■ **Dataset entries**
────────────────────

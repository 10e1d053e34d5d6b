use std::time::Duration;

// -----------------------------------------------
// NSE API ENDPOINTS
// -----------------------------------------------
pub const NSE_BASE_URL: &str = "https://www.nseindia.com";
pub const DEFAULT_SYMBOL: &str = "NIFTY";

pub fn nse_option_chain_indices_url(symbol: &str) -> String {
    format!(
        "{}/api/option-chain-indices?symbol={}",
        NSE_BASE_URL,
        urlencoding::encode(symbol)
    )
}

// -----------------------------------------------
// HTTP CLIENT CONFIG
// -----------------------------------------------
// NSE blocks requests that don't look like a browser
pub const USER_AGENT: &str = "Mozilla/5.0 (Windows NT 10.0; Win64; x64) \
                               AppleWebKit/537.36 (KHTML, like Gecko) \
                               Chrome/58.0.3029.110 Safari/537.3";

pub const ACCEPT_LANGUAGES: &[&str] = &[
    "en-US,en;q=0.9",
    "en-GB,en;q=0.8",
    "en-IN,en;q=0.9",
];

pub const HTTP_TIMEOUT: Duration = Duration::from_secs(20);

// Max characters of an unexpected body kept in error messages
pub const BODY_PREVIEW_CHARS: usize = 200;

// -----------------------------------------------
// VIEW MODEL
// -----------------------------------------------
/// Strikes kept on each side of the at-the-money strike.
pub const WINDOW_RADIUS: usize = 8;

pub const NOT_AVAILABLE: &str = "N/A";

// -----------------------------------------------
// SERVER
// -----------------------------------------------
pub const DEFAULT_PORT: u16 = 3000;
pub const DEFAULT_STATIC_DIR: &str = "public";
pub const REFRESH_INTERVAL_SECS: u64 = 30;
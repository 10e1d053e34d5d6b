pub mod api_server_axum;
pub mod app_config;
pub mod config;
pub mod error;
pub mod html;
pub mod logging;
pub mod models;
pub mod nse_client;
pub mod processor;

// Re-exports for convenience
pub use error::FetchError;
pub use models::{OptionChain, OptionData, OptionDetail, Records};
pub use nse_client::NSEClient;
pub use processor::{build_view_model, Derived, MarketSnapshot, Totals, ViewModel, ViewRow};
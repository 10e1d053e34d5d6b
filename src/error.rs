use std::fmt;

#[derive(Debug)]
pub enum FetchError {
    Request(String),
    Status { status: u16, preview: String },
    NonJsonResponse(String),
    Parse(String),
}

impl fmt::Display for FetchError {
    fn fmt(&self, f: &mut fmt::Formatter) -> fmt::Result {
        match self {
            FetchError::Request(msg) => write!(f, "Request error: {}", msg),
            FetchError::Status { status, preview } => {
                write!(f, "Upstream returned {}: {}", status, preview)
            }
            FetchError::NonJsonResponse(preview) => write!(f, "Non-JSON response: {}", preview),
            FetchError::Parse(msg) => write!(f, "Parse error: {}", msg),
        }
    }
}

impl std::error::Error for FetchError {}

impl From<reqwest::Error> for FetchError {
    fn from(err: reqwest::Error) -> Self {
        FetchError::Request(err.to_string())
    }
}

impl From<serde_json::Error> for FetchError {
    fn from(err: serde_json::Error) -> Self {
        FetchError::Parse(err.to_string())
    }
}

────────────────────

■ **INSTRUCTIONS TO FOLLOW**
Each entry above needs to be retyped exactly as it appears.

■ **ANSWER TO THE PROBLEM**
repository 10e1d053e34d5d6b
use std::time::Duration;

// -----------------------------------------------
// NSE API ENDPOINTS
// -----------------------------------------------
pub const NSE_BASE_URL: &str = "https://www.nseindia.com";
pub const DEFAULT_SYMBOL: &str = "NIFTY";

pub fn nse_option_chain_indices_url(symbol: &str) -> String {
    format!(
        "{}/api/option-chain-indices?symbol={}",
        NSE_BASE_URL,
        urlencoding::encode(symbol)
    )
}

// -----------------------------------------------
// HTTP CLIENT CONFIG
// -----------------------------------------------
// NSE blocks requests that don't look like a browser
pub const USER_AGENT: &str = "Mozilla/5.0 (Windows NT 10.0; Win64; x64) \
                               AppleWebKit/537.36 (KHTML, like Gecko) \
                               Chrome/58.0.3029.110 Safari/537.3";

pub const ACCEPT_LANGUAGES: &[&str] = &[
    "en-US,en;q=0.9",
    "en-GB,en;q=0.8",
    "en-IN,en;q=0.9",
];

pub const HTTP_TIMEOUT: Duration = Duration::from_secs(20);

// Max characters of an unexpected body kept in error messages
pub const BODY_PREVIEW_CHARS: usize = 200;

// -----------------------------------------------
// VIEW MODEL
// -----------------------------------------------
/// Strikes kept on each side of the at-the-money strike.
pub const WINDOW_RADIUS: usize = 8;

pub const NOT_AVAILABLE: &str = "N/A";

// -----------------------------------------------
// SERVER
// -----------------------------------------------
pub const DEFAULT_PORT: u16 = 3000;
pub const DEFAULT_STATIC_DIR: &str = "public";
pub const REFRESH_INTERVAL_SECS: u64 = 30;
repository 10e1d053e34d5d6b
pub mod api_server_axum;
pub mod app_config;
pub mod config;
pub mod error;
pub mod html;
pub mod logging;
pub mod models;
pub mod nse_client;
pub mod processor;

// Re-exports for convenience
pub use error::FetchError;
pub use models::{OptionChain, OptionData, OptionDetail, Records};
pub use nse_client::NSEClient;
pub use processor::{build_view_model, Derived, MarketSnapshot, Totals, ViewModel, ViewRow};
repository 10e1d053e34d5d6b
filename src/error.rs
use std::fmt;

#[derive(Debug)]
pub enum FetchError {
    Request(String),
    Status { status: u16, preview: String },
    NonJsonResponse(String),
    Parse(String),
}

impl fmt::Display for FetchError {
    fn fmt(&self, f: &mut fmt::Formatter) -> fmt::Result {
        match self {
            FetchError::Request(msg) => write!(f, "Request error: {}", msg),
            FetchError::Status { status, preview } => {
                write!(f, "Upstream returned {}: {}", status, preview)
            }
            FetchError::NonJsonResponse(preview) => write!(f, "Non-JSON response: {}", preview),
            FetchError::Parse(msg) => write!(f, "Parse error: {}", msg),
        }
    }
}

impl std::error::Error for FetchError {}

impl From<reqwest::Error> for FetchError {
    fn from(err: reqwest::Error) -> Self {
        FetchError::Request(err.to_string())
    }
}

impl From<serde_json::Error> for FetchError {
    fn from(err: serde_json::Error) -> Self {
        FetchError::Parse(err.to_string())
    }
}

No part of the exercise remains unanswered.